ProjectWise is a suite of engineering project collaboration software from Bentley Systems designed for the architecture, engineering, construction, and owners/operator (AECO) industries. It helps project teams design, manage, review, share, and distribute engineering project content all within a single connected data environment (CDE). ProjectWise is a file and vendor agnostic solution capable of managing any type of CAD, BIM, geospatial and project data. All well, direct CAD integration is available for Bentley applications and other vendors and software titles including Autodesk & Microsoft Office.

History 1 
In August 1995, Bentley formalized a relationship with Opti inter-Consult, signed them as a strategic affiliate and took on a partial ownership in the company. Opti Inter-Consult was a small Finland-based company that was founded in 1990. It was the developer of TeamMate, which was a Document Management System exclusively distributed by Bentley. Opti Inter-Consult had a suite of products based on document management and facility management.
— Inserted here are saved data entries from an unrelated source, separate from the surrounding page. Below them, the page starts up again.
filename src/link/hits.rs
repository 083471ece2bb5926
use super::{loader::LinkApi, types::IncrementHitsRequest};
use crate::{error::AppError, runtime::spawn_detached};
use secrecy::{ExposeSecret, SecretString};
use tracing::debug;

/// Hit to record after a password-bearing lookup redirected.
#[derive(Debug)]
pub struct HitRequest {
    pub link_id: i64,
    pub password: SecretString,
}

impl HitRequest {
    fn to_wire(&self) -> IncrementHitsRequest {
        IncrementHitsRequest {
            link_id: self.link_id,
            password: Some(self.password.expose_secret().to_string()),
        }
    }
}

/// Best-effort hit counter. Outcomes are logged, never surfaced, and never
/// block the redirect.
#[derive(Clone)]
pub struct HitRecorder<A> {
    api: A,
}

impl<A: LinkApi + Clone + 'static> HitRecorder<A> {
    pub fn new(api: A) -> Self {
        Self { api }
    }

    /// Fires the increment on a detached local task.
    pub fn record(&self, hit: HitRequest) {
        let recorder = self.clone();
        spawn_detached(async move {
            recorder.record_now(&hit).await.ok();
        });
    }

    /// Sends the increment and waits for the response.
    ///
    /// # Errors
    /// Returns the transport error after logging it.
    pub async fn record_now(&self, hit: &HitRequest) -> Result<(), AppError> {
        let result = self.api.increment_hits(&hit.to_wire()).await;
        match &result {
            Ok(()) => debug!(link_id = hit.link_id, "hit recorded"),
            Err(err) => debug!(link_id = hit.link_id, error = %err, "hit not recorded"),
        }
        result
    }
}
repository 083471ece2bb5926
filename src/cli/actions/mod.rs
pub mod resolve;
pub mod session;

// Internal "interpreter" for `Action`.
mod run;

use crate::cli::globals::GlobalArgs;

#[derive(Debug)]
pub enum Action {
    Resolve(resolve::Args),
    Session(GlobalArgs),
    Logout(GlobalArgs),
}

impl Action {
    /// Execute the action.
    /// # Errors
    /// Returns an error if the action fails.
    pub async fn execute(self) -> anyhow::Result<()> {
        run::execute(self).await
    }
}
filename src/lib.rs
//! # Linkr (URL shortener client)
//!
//! `linkr` is the client side of the Linkr URL shortener. It turns a short
//! alias into one of three landing experiences: an automatic redirect, a
//! not-found message, or a password challenge with a retry loop.
//!
//! ## Alias Resolution
//!
//! The resolution workflow is a sans-IO state machine ([`workflow::Workflow`]).
//! Its operations return [`workflow::Command`]s that a driver executes:
//!
//! 1. **Lookup:** `POST /linkr/api/link/details` with the alias and an optional
//!    password. The response is normalized into a [`link::LookupResult`].
//! 2. **Hit:** after a password-bearing lookup redirects, a fire-and-forget
//!    `POST /linkr/api/link/hits/increment` records the authenticated hit.
//! 3. **Redirect:** navigation to the destination is armed once, after a
//!    fixed delay, and cancelled when the workflow is torn down.
//!
//! Two drivers share the state machine: the `linkr` terminal binary
//! (native) and the `linkr-web` Leptos app (wasm32).
//!
//! ## Session
//!
//! The logged-in user is read through [`session::SessionApi`] and rendered as a
//! footer with account and logout actions. Session state is injected, never
//! queried ad hoc.

pub mod api;
pub mod config;
pub mod error;
pub mod link;
pub mod runtime;
pub mod session;
pub mod web;
pub mod workflow;

#[cfg(not(target_arch = "wasm32"))]
pub mod cli;
#[cfg(not(target_arch = "wasm32"))]
pub mod native;

#[allow(clippy::doc_markdown, clippy::needless_raw_string_hashes)]
pub mod built_info {
    include!(concat!(env!("OUT_DIR"), "/built.rs"));
}

pub use error::AppError;

pub const GIT_COMMIT_HASH: &str = match built_info::GIT_COMMIT_HASH {
    Some(hash) => hash,
    None => "unknown",
};

pub const APP_USER_AGENT: &str = concat!(env!("CARGO_PKG_NAME"), "/", env!("CARGO_PKG_VERSION"),);
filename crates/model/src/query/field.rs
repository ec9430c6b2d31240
use serde::{Deserialize, Serialize};
use std::fmt;

/// A single projected column of a SELECT, as seen by the panel builder.
#[derive(Debug, Clone, PartialEq, Eq, Default, Serialize, Deserialize)]
#[serde(rename_all = "camelCase")]
pub struct ParsedField {
    /// Source column, e.g. `_timestamp` in `histogram(_timestamp)`.
    pub column: String,

    /// Output name; falls back to the column when the query has no alias.
    pub alias: String,

    /// Lower-cased function name wrapping the column, if any.
    /// `COUNT(DISTINCT x)` is reported as `count-distinct`.
    pub aggregation: Option<String>,

    /// Extra function arguments rendered as SQL, e.g. the histogram interval.
    #[serde(default, skip_serializing_if = "Vec::is_empty")]
    pub args: Vec<String>,

    /// Qualifier of the column, e.g. `a` in `a.level`.
    pub stream_alias: Option<String>,

    /// Verbatim SQL of the projection when it is not a plain column or
    /// a single-column function call.
    pub raw_query: Option<String>,
}

impl ParsedField {
    pub fn column(name: &str) -> Self {
        Self {
            column: name.to_string(),
            alias: name.to_string(),
            ..Default::default()
        }
    }

    pub fn aggregate(function: &str, column: &str, alias: &str) -> Self {
        Self {
            column: column.to_string(),
            alias: alias.to_string(),
            aggregation: Some(function.to_lowercase()),
            ..Default::default()
        }
    }

    pub fn with_args(mut self, args: Vec<String>) -> Self {
        self.args = args;
        self
    }

    pub fn with_stream_alias(mut self, stream_alias: &str) -> Self {
        self.stream_alias = Some(stream_alias.to_string());
        self
    }
}

/// The chart axis a projected field is drawn on.
#[derive(Debug, Clone, Copy, PartialEq, Eq, Hash, Serialize, Deserialize)]
#[serde(rename_all = "lowercase")]
pub enum AxisRole {
    X,
    Y,
    Breakdown,
}

impl fmt::Display for AxisRole {
    fn fmt(&self, f: &mut fmt::Formatter<'_>) -> fmt::Result {
        match self {
            AxisRole::X => write!(f, "x"),
            AxisRole::Y => write!(f, "y"),
            AxisRole::Breakdown => write!(f, "breakdown"),
        }
    }
}

#[cfg(test)]
mod tests {
    use super::*;

    #[test]
    fn test_column_uses_name_as_alias() {
        let field = ParsedField::column("level");
        assert_eq!(field.alias, "level");
        assert_eq!(field.aggregation, None);
    }

    #[test]
    fn test_aggregate_lowercases_function() {
        let field = ParsedField::aggregate("COUNT", "level", "total");
        assert_eq!(field.aggregation.as_deref(), Some("count"));
        assert_eq!(field.alias, "total");
    }

    #[test]
    fn test_serializes_camel_case() {
        let field = ParsedField::column("level").with_stream_alias("a");
        let json = serde_json::to_value(&field).unwrap();
        assert_eq!(json["streamAlias"], "a");
        assert!(json.get("args").is_none());
    }
}
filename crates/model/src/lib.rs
pub mod error;
pub mod query;
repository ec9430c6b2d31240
use thiserror::Error;

#[derive(Error, Debug, Clone, PartialEq, Eq)]
pub enum ModelError {
    #[error("Unknown filter operator: {0}")]
    UnknownOperator(String),
}
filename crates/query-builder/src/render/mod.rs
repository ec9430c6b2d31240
//! Rendering of the panel SQL AST into query text.

use crate::dialect::Dialect;

pub mod expr;
pub mod filter;
pub mod panel;
pub mod select;

/// A trait for any AST node that can be rendered into a SQL string.
pub trait Render {
    fn render(&self, renderer: &mut Renderer);
}

/// A context that holds the state during the rendering process.
///
/// It accumulates the SQL string and provides access to the dialect for
/// quoting rules. Literals are inlined, since the output is SQL text handed
/// back to the editor rather than a prepared statement.
pub struct Renderer<'a> {
    pub sql: String,
    pub dialect: &'a dyn Dialect,
}

impl<'a> Renderer<'a> {
    pub fn new(dialect: &'a dyn Dialect) -> Self {
        Self {
            sql: String::new(),
            dialect,
        }
    }

    /// Consumes the renderer and returns the final SQL string.
    pub fn finish(self) -> String {
        self.sql
    }

    pub fn push_literal(&mut self, value: &str) {
        let quoted = self.dialect.quote_literal(value);
        self.sql.push_str(&quoted);
    }
}

/// Renders a single node with a fresh renderer.
pub fn to_sql<R: Render + ?Sized>(node: &R, dialect: &dyn Dialect) -> String {
    let mut renderer = Renderer::new(dialect);
    node.render(&mut renderer);
    renderer.finish()
}
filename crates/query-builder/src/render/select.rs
use crate::{
    ast::{
        common::{JoinKind, OrderDir, TableRef},
        select::{FromClause, JoinClause, OrderByExpr, Select},
    },
    render::{Render, Renderer},
};

impl Render for Select {
    fn render(&self, r: &mut Renderer) {
        // 1. SELECT clause
        r.sql.push_str("SELECT ");
        if self.columns.is_empty() {
            r.sql.push('*');
        }
        for (i, col) in self.columns.iter().enumerate() {
            if i > 0 {
                r.sql.push_str(", ");
            }
            col.render(r);
        }

        // 2. FROM
        if let Some(from) = &self.from {
            r.sql.push(' ');
            from.render(r);
        }

        // 3. JOIN
        for join in &self.joins {
            r.sql.push(' ');
            join.render(r);
        }

        // 4. WHERE
        if let Some(where_clause) = &self.where_clause {
            r.sql.push_str(" WHERE ");
            where_clause.render(r);
        }

        // 5. GROUP BY
        if !self.group_by.is_empty() {
            r.sql.push_str(" GROUP BY ");
            for (i, expr) in self.group_by.iter().enumerate() {
                if i > 0 {
                    r.sql.push_str(", ");
                }
                expr.render(r);
            }
        }

        // 6. ORDER BY
        if !self.order_by.is_empty() {
            r.sql.push_str(" ORDER BY ");
            for (i, order) in self.order_by.iter().enumerate() {
                if i > 0 {
                    r.sql.push_str(", ");
                }
                order.render(r);
            }
        }
    }
}

impl Render for TableRef {
    fn render(&self, r: &mut Renderer) {
        r.sql.push_str(&r.dialect.quote_identifier(&self.name));
    }
}

impl Render for FromClause {
    fn render(&self, r: &mut Renderer) {
        r.sql.push_str("FROM ");
        self.table.render(r);
        if let Some(alias) = &self.alias {
            r.sql.push_str(" AS ");
            r.sql.push_str(&r.dialect.quote_identifier_if_needed(alias));
        }
    }
}

impl Render for JoinClause {
    fn render(&self, r: &mut Renderer) {
        let join_str = match self.kind {
            JoinKind::Inner => "INNER JOIN",
            JoinKind::Left => "LEFT JOIN",
            JoinKind::Right => "RIGHT JOIN",
            JoinKind::Full => "FULL OUTER JOIN",
        };
        r.sql.push_str(&format!("{join_str} "));
        self.table.render(r);
        if let Some(alias) = &self.alias {
            r.sql.push_str(" AS ");
            r.sql.push_str(&r.dialect.quote_identifier_if_needed(alias));
        }
        r.sql.push_str(" ON ");
        self.on.render(r);
    }
}

impl Render for OrderByExpr {
    fn render(&self, r: &mut Renderer) {
        self.expr.render(r);
        if let Some(dir) = &self.direction {
            let dir_str = match dir {
                OrderDir::Asc => "ASC",
                OrderDir::Desc => "DESC",
            };
            r.sql.push(' ');
            r.sql.push_str(dir_str);
        }
    }
}

#[cfg(test)]
mod tests {
    use crate::{
        ast::{
            common::{JoinKind, OrderDir, TableRef},
            expr::{BinaryOperator, Expr, FunctionCall, Ident},
            select::{FromClause, JoinClause, OrderByExpr, Select},
        },
        dialect::Generic,
        render::to_sql,
    };

    fn col(name: &str) -> Expr {
        Expr::Identifier(Ident::parse(name))
    }

    #[test]
    fn test_simple_select() {
        let ast = Select {
            columns: vec![Expr::Raw("level".into()), Expr::Raw("message".into())],
            from: Some(FromClause {
                table: TableRef::new("logs"),
                alias: None,
            }),
            ..Default::default()
        };

        assert_eq!(to_sql(&ast, &Generic), r#"SELECT level, message FROM "logs""#);
    }

    #[test]
    fn test_empty_projection_selects_everything() {
        let ast = Select {
            from: Some(FromClause {
                table: TableRef::new("logs"),
                alias: None,
            }),
            ..Default::default()
        };

        assert_eq!(to_sql(&ast, &Generic), r#"SELECT * FROM "logs""#);
    }

    #[test]
    fn test_complex_select() {
        let ast = Select {
            columns: vec![
                col("a.service"),
                Expr::FunctionCall(FunctionCall::new("count", vec![col("b.id")]))
                    .alias("y_axis_1"),
            ],
            from: Some(FromClause {
                table: TableRef::new("traces"),
                alias: Some("a".to_string()),
            }),
            joins: vec![JoinClause {
                kind: JoinKind::Left,
                table: TableRef::new("logs"),
                alias: Some("b".to_string()),
                on: Expr::binary(
                    col("a.trace_id"),
                    BinaryOperator::Eq,
                    col("b.trace_id"),
                ),
            }],
            where_clause: Some(Expr::binary(
                col("a.status"),
                BinaryOperator::NotEq,
                Expr::Value("ok".into()),
            )),
            group_by: vec![col("a.service")],
            order_by: vec![OrderByExpr {
                expr: Expr::Raw("y_axis_1".into()),
                direction: Some(OrderDir::Desc),
            }],
        };

        let expected_sql = r#"SELECT a.service, count(b.id) AS "y_axis_1" FROM "traces" AS a LEFT JOIN "logs" AS b ON a.trace_id = b.trace_id WHERE a.status <> 'ok' GROUP BY a.service ORDER BY y_axis_1 DESC"#;
        assert_eq!(to_sql(&ast, &Generic), expected_sql);
    }
}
The following year, Bentley acquired the remaining shares of Opti Inter-Consult and split the two product lines in half. The facilities management products went to a newly formed joint venture with Primavera named WorkPlace Systems. WorkPlace Systems developed several products including ActiveAsset Manager, ActiveAsset Planner, and ActiveAsset Inquirer.

TeamMate was merged with Bentley development and in 1996 MicroStation TeamMate 96 was released. This version was focused on MicroStation support, but also handled other formats and applications such as Microsoft Office and AutoCAD. TeamMate also had metadata, file history, versions, and Query By Example to locate files.

In 1998, TeamMate was rebranded to the name ‘ProjectWise’. ProjectWise 3.xx was released early 2000 and over the next two years added features that included the Web Explorer Lite, which was the first web client. Document level security, DWG redlining, and the document creation wizard were also added.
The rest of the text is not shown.